More than 2 months into our rainy season, less than 1/2″ thus far on Dry Creek. To give Neal Lett’s photograph justice, click image to enlarge.

BURNING SYCAMORES

Limbs dressed in flames,
they await the cloudburst
that will disrobe them
 
            to stand naked 
            and undulate
            along the creek 
            until it runs—
            until late spring.
 
Our chorus line of winter nymphs,
centuries rooted in the same place,
I stare into their fire and pray for rain.

0.29"

High Hopes

After a lifetime in the cattle business, 52 full-time years by my reckoning, I’ve maintained that there are three variables that determine our economic equilibrium: the market, the weather and politics.  When only one of these variables is unfavorable, we can usually get by for another season. But when all three are unfavorable, we’re in dire straights.

To make matters worse, 2020 has introduced another variable I never considered: an international pandemic that has bludgeoned the global economy, and here at home closed restaurants for all grades of beef.  We are not the only business impacted, further impacting us all.

At the moment, any realistic hopes of corralling Covid-19 to some sort of normalcy are six to nine months away.  But those hopes may encourage better beef markets at the end of spring 2021.  How the political impacts, stimulus packages and reduction of tariffs, etc., will ultimately shake out is anyone’s guess. 

Now two months into our rainy season with less than a half-inch of rain to date and no green grass, we are keenly focused on the weather while feeding lots of hay.  The Wagyu bulls have arrived and we must have our cows in shape to breed.  
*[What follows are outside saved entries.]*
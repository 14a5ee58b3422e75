#![forbid(unsafe_code)]

//! Pagewise
//!
//! A virtualized, horizontally paged scroll engine. Hosts supply pages
//! through a [`PageAdapter`], feed pointer events, frame ticks and layout
//! changes into a [`PagingController`], and apply the scroll offset it
//! computes.
//!
//! # Key Components
//!
//! - [`PageAdapter`] - Host contract for creating and destroying page content
//! - [`PageWindow`] - The materialized pages and their offsets
//! - [`VirtualizationEngine`] - Keeps the window around the current page
//! - [`GestureStateMachine`] - Turns pointer events into drags and releases
//! - [`ScrollAnimator`] - Settle animation of the scroll offset
//! - [`PagingController`] - Ties the above together behind host callbacks
//!
//! # How it fits together
//! Only the controller talks to the adapter's lifecycle hooks, and only
//! through the virtualization engine. Gestures and the animator never touch
//! pages directly: they move the scroll offset, and the controller
//! repopulates the window whenever the page nearest to that offset changes.
//!
//! # Feature Gates
//!
//! - `state-persistence`: JSON encoding of [`SavedState`].

pub mod adapter;
pub mod config;
pub mod controller;
pub mod error;
pub mod gesture;
pub mod listener;
pub mod scroller;
pub mod state;
pub mod virtualize;
pub mod window;

pub use adapter::{ItemPosition, PageAdapter};
pub use config::PagerConfig;
pub use controller::{Direction, PagingController};
pub use error::{AdapterError, AdapterFailures, AdapterOp, PageFailure, PagerError, Result};
pub use gesture::{
    EdgeResistance, EdgeSignal, GestureOutcome, GestureStateMachine, NoParent, ParentCoordinator,
    TouchState,
};
pub use listener::{Edge, ListenerId, PageChangeListener, ScrollState};
pub use scroller::{AnimationHandle, DurationHint, ScrollAnimator, ScrollFrame};
pub use state::SavedState;
#[cfg(feature = "state-persistence")]
pub use state::StateError;
pub use virtualize::{InstantiateOrder, PageFate, VirtualizationEngine, WindowDelta};
pub use window::{Page, PageSlot, PageWindow};

pub use pagewise_core as core;
impl<H> VirtualizationEngine<H> {
    /// Create an engine that instantiates nearest pages first.
    #[must_use]
    pub fn new() -> Self {
        Self {
            order: nearest_first,
            pending_destroy: Vec::new(),
        }
    }

    /// Set the instantiation order (builder).
    #[must_use]
    pub fn with_order(mut self, order: InstantiateOrder) -> Self {
        self.order = order;
        self
    }

    /// Number of destroys waiting to be retried.
    #[must_use]
    pub fn pending_destroys(&self) -> usize {
        self.pending_destroy.len()
    }

    /// Bring `window` in line with `anchor` and `limit`.
    ///
    /// `item_count` is the count recorded at the last adapter-change pass.
    /// `margin` is the page margin in container widths.
    ///
    /// # Errors
    ///
    /// [`PagerError::ConsistencyViolation`] when the adapter's count differs
    /// from `item_count`. The window is left untouched in that case. Adapter
    /// failures are reported through [`WindowDelta::failures`] instead.
    pub fn populate<A>(
        &mut self,
        adapter: &mut A,
        window: &mut PageWindow<H>,
        anchor: usize,
        limit: usize,
        item_count: usize,
        margin: f32,
    ) -> Result<WindowDelta>
    where
        A: PageAdapter<Handle = H>,
    {
        let found = adapter.count();
        if found != item_count {
            tracing::error!(
                expected = item_count,
                found,
                "adapter count changed without notify_adapter_changed"
            );
            return Err(PagerError::ConsistencyViolation {
                expected: item_count,
                found,
            });
        }

        let mut delta = WindowDelta::default();
        adapter.begin_update();
        self.revalidate_pass(adapter, window, anchor, item_count, margin, &mut delta);
        self.retry_destroys(adapter, &mut delta.failures);

        if item_count == 0 {
            for page in window.take_all() {
                let index = page.index;
                if self.destroy(adapter, index, page.handle, &mut delta.failures) {
                    delta.destroyed.push(index);
                }
            }
            adapter.finish_update();
            tracing::debug!(destroyed = delta.destroyed.len(), "window emptied");
            return Ok(delta);
        }

        let anchor = anchor.min(item_count - 1);
        let limit = limit.max(MIN_OFFSCREEN_LIMIT);
        let range = anchor.saturating_sub(limit)..=anchor.saturating_add(limit).min(item_count - 1);

        // Resolve the anchor's offset while the old window is still intact.
        let anchor_offset = window
            .offset_of(anchor, margin, |i| sanitized_width(&*adapter, i))
            .unwrap_or(0.0);

        let mut evicted = window.drain_outside(&range);
        evicted.sort_by_key(|p| p.index);
        for page in evicted {
            let index = page.index;
            if self.destroy(adapter, index, page.handle, &mut delta.failures) {
                delta.destroyed.push(index);
            }
        }

        let mut missing: Vec<usize> = range.clone().filter(|&i| !window.contains(i)).collect();
        let order = self.order;
        missing.sort_by(|&a, &b| order(anchor, a, b));
        for index in missing {
            match adapter.instantiate(index) {
                Ok(handle) => {
                    let width = sanitized_width(&*adapter, index);
                    if window.insert(Page::new(index, handle, width)).is_ok() {
                        delta.instantiated.push(index);
                    }
                }
                Err(source) => {
                    tracing::warn!(index, error = %source, "instantiate failed; will retry");
                    delta.failures.0.push(PageFailure {
                        index,
                        op: AdapterOp::Instantiate,
                        source,
                    });
                }
            }
        }

        adapter.set_primary(anchor, window.get(anchor).map(Page::handle));
        adapter.finish_update();

        delta.rebase_shift += sweep(window, anchor, anchor_offset, margin, item_count, |i| {
            sanitized_width(&*adapter, i)
        });

        tracing::debug!(
            anchor,
            first = range.start(),
            last = range.end(),
            instantiated = delta.instantiated.len(),
            destroyed = delta.destroyed.len(),
            failures = delta.failures.len(),
            "populated window"
        );
        Ok(delta)
    }

    /// Revalidate every materialized page against the adapter, outside of a
    /// population pass.
    ///
    /// Used when the host reports that the data set changed. `item_count`
    /// is the adapter's new count; `current` is the index that was current
    /// before the change.
    pub fn revalidate<A>(
        &mut self,
        adapter: &mut A,
        window: &mut PageWindow<H>,
        current: usize,
        item_count: usize,
        margin: f32,
    ) -> Revalidation
    where
        A: PageAdapter<Handle = H>,
    {
        let mut delta = WindowDelta::default();
        adapter.begin_update();
        let fate = self.revalidate_pass(adapter, window, current, item_count, margin, &mut delta);
        adapter.finish_update();

        tracing::debug!(
            current,
            ?fate,
            removed = delta.removed.len(),
            moved = delta.moved.len(),
            "revalidated window"
        );
        Revalidation {
            current: fate,
            delta,
        }
    }

    /// Recompute offsets around `anchor` without changing which pages are
    /// materialized. Returns the rebase shift in container widths.
    pub fn relayout<A>(
        &self,
        adapter: &A,
        window: &mut PageWindow<H>,
        anchor: usize,
        margin: f32,
        item_count: usize,
    ) -> f32
    where
        A: PageAdapter<Handle = H>,
    {
        let Some(anchor_offset) = window.offset_of(anchor, margin, |i| sanitized_width(&*adapter, i))
        else {
            return 0.0;
        };
        sweep(window, anchor, anchor_offset, margin, item_count, |i| {
            sanitized_width(&*adapter, i)
        })
    }

    fn revalidate_pass<A>(
        &mut self,
        adapter: &mut A,
        window: &mut PageWindow<H>,
        current: usize,
        item_count: usize,
        margin: f32,
        delta: &mut WindowDelta,
    ) -> PageFate
    where
        A: PageAdapter<Handle = H>,
    {
        if window.is_empty() {
            return PageFate::Missing;
        }
        let mut fate = if window.contains(current) {
            PageFate::Unchanged
        } else {
            PageFate::Missing
        };

        let positions: Vec<ItemPosition> = window
            .iter()
            .map(|page| resolve_position(&*adapter, page, item_count))
            .collect();
        let structural = positions.iter().any(|p| *p != ItemPosition::Unchanged);

        // Offsets of pages that stayed put are still valid; the rest are
        // laid out around the first of them.
        let mut reference = None;
        if structural {
            let mut entries = Vec::with_capacity(positions.len());
            for (mut page, position) in window.take_all().into_iter().zip(positions) {
                let original = page.index;
                match position {
                    ItemPosition::Unchanged => {
                        reference.get_or_insert((page.index, page.offset));
                        entries.push((page, original, false));
                    }
                    ItemPosition::Moved(to) => {
                        delta.moved.push((original, to));
                        page.index = to;
                        entries.push((page, original, true));
                    }
                    ItemPosition::Removed => {
                        if original == current {
                            fate = PageFate::Removed;
                        }
                        delta.removed.push(original);
                        self.destroy(adapter, original, page.handle, &mut delta.failures);
                    }
                }
            }

            // Pages that stayed put win over pages moved onto their index.
            entries.sort_by_key(|(page, _, moved)| (page.index, *moved));
            for (page, original, moved) in entries {
                let index = page.index;
                match window.insert(page) {
                    Ok(()) => {
                        if moved && original == current {
                            fate = PageFate::Moved(index);
                        }
                    }
                    Err(dup) => {
                        tracing::warn!(index, from = original, "duplicate page after reindex; evicting");
                        if original == current {
                            fate = PageFate::Removed;
                        }
                        self.destroy(adapter, index, dup.handle, &mut delta.failures);
                    }
                }
            }
        }

        let mut widths_changed = false;
        for page in window.pages_mut() {
            let width = sanitized_width(&*adapter, page.index);
            if (width - page.width_fraction).abs() > f32::EPSILON {
                page.width_fraction = width;
                widths_changed = true;
            }
        }

        if !structural && !widths_changed {
            return fate;
        }
        delta.relaid_out = true;
        let reference = reference.or_else(|| window.first().map(|p| (p.index, p.offset)));
        if let Some((index, offset)) = reference {
            delta.rebase_shift += sweep(window, index, offset, margin, item_count, |i| {
                sanitized_width(&*adapter, i)
            });
        }
        fate
    }

    fn retry_destroys<A>(&mut self, adapter: &mut A, failures: &mut AdapterFailures)
    where
        A: PageAdapter<Handle = H>,
    {
        if self.pending_destroy.is_empty() {
            return;
        }
        let pending = std::mem::take(&mut self.pending_destroy);
        tracing::debug!(count = pending.len(), "retrying failed destroys");
        for (index, handle) in pending {
            self.destroy(adapter, index, handle, failures);
        }
    }

    /// Destroy the content at `index`, queueing it for retry on failure.
    /// Returns whether the adapter accepted the destroy.
    fn destroy<A>(
        &mut self,
        adapter: &mut A,
        index: usize,
        handle: H,
        failures: &mut AdapterFailures,
    ) -> bool
    where
        A: PageAdapter<Handle = H>,
    {
        match adapter.destroy(index, &handle) {
            Ok(()) => true,
            Err(source) => {
                tracing::warn!(index, error = %source, "destroy failed; will retry");
                failures.0.push(PageFailure {
                    index,
                    op: AdapterOp::Destroy,
                    source,
                });
                self.pending_destroy.push((index, handle));
                false
            }
        }
    }
}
Here on Dry Creek on Saturday, we only measured 0.16”, but our hopes hang on the latest forecast of 0.3” today and tonight and another 0.45” Wednesday and Thursday.  Always optimistic, the combination may be enough to get our grass seed germinated.  But like always, much can change in the next four days.  

WINTER BLANKET

The skid-steer bucket chatters
against the clay and decomposing 
granite baked like concrete, 
 
inching deeper into my mind 
to the great bay horse dressed pink 
and white with long-stemmed Centuary, 
 
scattered wild petals I covered 
with dirt—each shovelful a memory 
for over an hour.  Another hole
 
and granite headstone, we are surrounded
by the old and faithful we have survived—
another hole, hearts perforated
 
with each dear soul lost that now arrives
to attend this moment to make us whole.
Quick and painless after fourteen years
 
of alert devotion, I steal fine ground squirrel 
tailings smoothed for the ‘good dog Jack’—
a winter blanket to sow for flowers.
 

ONE MOMENT, PLEASE!

In these hills, a man finds space that feels
familiar and friendly, and it must ask
in ways where we hang empty words
like ribbon just to find our way back - but
we stay a moment and let our horses blow.
 
They feel it - perhaps they feel it first
and do the asking of the place, or perhaps
it is the shards of light diffused at dawn
upon the many-legged oaks standing
knee-deep in grasses on the near ridge
 
that shield us from man’s square creations,
his cubic thinking. Perhaps the sensual grace
of limb or slope, or granite worn to look
inside our minds, but there are places
that ask nothing else of us but to breathe
 
and taste the air, inhale with our eyes
and drink with our flesh for just a moment.
Once dared, it becomes ever-easier to be
enveloped with the wild, an addictive peace
that embraces awe as eagerly as a child
 
might love - where a man can ride beyond
his time and station, beyond the tracks of those
before him: spaces that beg a moment’s notice
where both grand and simple revelations
are left and learned and lived in place.